Alejándose al paso de los caballos, que habían emprendido el galope nada más cruzar el puente levadizo, Clélia se decía: «¡He debido de parecerle muy ridícula!». Luego añadió, de pronto: «No solamente ridícula; le habrá parecido ver en mí a un alma baja, habrá pensado que no contestaba a su saludo porque está preso y yo soy la hija del alcaide».

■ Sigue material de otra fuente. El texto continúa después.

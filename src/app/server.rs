//! HTTP surface over the recommendation engine.

use std::net::SocketAddr;
use std::sync::Arc;

use axum::extract::rejection::JsonRejection;
use axum::extract::State;
use axum::http::StatusCode;
use axum::response::{IntoResponse, Response};
use axum::routing::{get, post};
use axum::{Json, Router};
use serde::{Deserialize, Serialize};

use crate::app::Engine;
use crate::domain::model::{CardRecommendation, RecommendationRequest};
use crate::utils::error::{AppError, Result};

pub const PROCESS_PATH: &str = "/api/credit-cards/process";

#[derive(Debug, Deserialize)]
pub struct ProcessRequest {
    #[serde(default)]
    pub name: Option<String>,
    #[serde(default, alias = "creditScore")]
    pub score: Option<i64>,
    #[serde(default, alias = "annualSalary")]
    pub salary: Option<i64>,
}

impl ProcessRequest {
    fn into_request(self) -> Result<RecommendationRequest> {
        let name = self.name.unwrap_or_default();
        let score = self
            .score
            .ok_or_else(|| AppError::validation("score", "Score is required"))?;
        let salary = self
            .salary
            .ok_or_else(|| AppError::validation("salary", "Salary is required"))?;
        RecommendationRequest::new(name, score, salary)
    }
}

#[derive(Debug, Serialize, Deserialize)]
pub struct CreditCardResponse {
    pub message: String,
    pub cards: Vec<CardRecommendation>,
}

#[derive(Debug, Serialize, Deserialize)]
pub struct ErrorResponse {
    pub message: String,
}

fn error_response(status: StatusCode, message: impl Into<String>) -> Response {
    (
        status,
        Json(ErrorResponse {
            message: message.into(),
        }),
    )
        .into_response()
}

pub fn router(engine: Arc<Engine>) -> Router {
    Router::new()
        .route(PROCESS_PATH, post(process))
        .route("/health", get(health))
        .with_state(engine)
}

async fn health() -> Json<serde_json::Value> {
    Json(serde_json::json!({ "status": "ok" }))
}

async fn process(
    State(engine): State<Arc<Engine>>,
    payload: std::result::Result<Json<ProcessRequest>, JsonRejection>,
) -> Response {
    let Json(payload) = match payload {
        Ok(payload) => payload,
        Err(rejection) => {
            tracing::debug!(error = %rejection, "rejected request body");
            return error_response(StatusCode::BAD_REQUEST, "Invalid request body");
        }
    };

    let request = match payload.into_request() {
        Ok(request) => request,
        Err(error) if error.is_validation() => {
            return error_response(StatusCode::BAD_REQUEST, error.to_string())
        }
        Err(error) => {
            tracing::error!(error = %error, "failed to build request");
            return error_response(StatusCode::INTERNAL_SERVER_ERROR, "Internal server error");
        }
    };

    match engine.get_recommendations(&request).await {
        Ok(result) if result.provider_outage() => {
            error_response(StatusCode::SERVICE_UNAVAILABLE, "Service unavailable")
        }
        Ok(result) if result.cards.is_empty() => {
            error_response(StatusCode::BAD_REQUEST, "No credit card recommendations found")
        }
        Ok(result) => {
            let message = if result.from_cache {
                "Retrieved from cache"
            } else {
                "Fetched from APIs"
            };
            (
                StatusCode::OK,
                Json(CreditCardResponse {
                    message: message.to_string(),
                    cards: result.cards,
                }),
            )
                .into_response()
        }
        Err(error) => {
            tracing::error!(error = %error, "error processing credit card request");
            error_response(StatusCode::INTERNAL_SERVER_ERROR, "Internal server error")
        }
    }
}

/// Bind `bind` and serve until Ctrl-C.
pub async fn serve(engine: Arc<Engine>, bind: &str) -> Result<()> {
    let addr: SocketAddr = bind.parse().map_err(|_| AppError::InvalidConfigValueError {
        field: "server.bind".to_string(),
        value: bind.to_string(),
        reason: "Expected a socket address such as 127.0.0.1:5000".to_string(),
    })?;

    let listener = tokio::net::TcpListener::bind(addr).await?;
    tracing::info!(%addr, "listening");

    axum::serve(listener, router(engine))
        .with_graceful_shutdown(async {
            if tokio::signal::ctrl_c().await.is_ok() {
                tracing::info!("shutdown signal received");
            }
        })
        .await?;
    Ok(())
}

Esta idea fue motivo de desesperación para aquella joven que era de alma elevada. «Lo que convierte mi comportamiento en algo completamente envilecedor –añadió– es que tiempo atrás, cuando nos encontramos por primera vez, y también en compañía de unos gendarmes, como él dice, la prisionera era yo y él era quien me hacía un favor y me sacaba de un gran apuro. Sí, hay que reconocerlo, mi comportamiento no tiene por dónde cogerlo, es a la vez grosero e ingrato. ¡Ay, pobre muchacho! Ahora que es desdichado todo el mundo será ingrato con él. Bien me dijo él entonces: “¿Recordará en Parma cómo me llamo?”. ¡Cuánto me desprecia ahora! ¡Era tan fácil decir algo cortés! Hay que reconocer, desde luego, que me he comportado atrozmente con él. Aquella vez, sin el generoso ofrecimiento del coche de su madre, habría tenido que caminar tras los gendarmes a pie, entre el polvo, o, lo que habría sido aún peor, ir a la grupa de uno de esos individuos; ¡el detenido era entonces mi padre y yo estaba indefensa! Sí, no hay por dónde coger mi conducta. Y ¡con cuánta crudeza ha debido de notarlo una persona como él! ¡Qué contraste entre su fisonomía tan noble y mi conducta! ¡Qué nobleza! ¡Qué serenidad! ¡Si parecía un héroe rodeado de sus infames enemigos! Ahora entiendo la pasión de la duquesa: si él se porta así en un acontecimiento adverso y que puede tener terribles consecuencias, ¡cómo será cuando su ánimo se sienta dichoso!»
Jaja, qué linda la Clelia.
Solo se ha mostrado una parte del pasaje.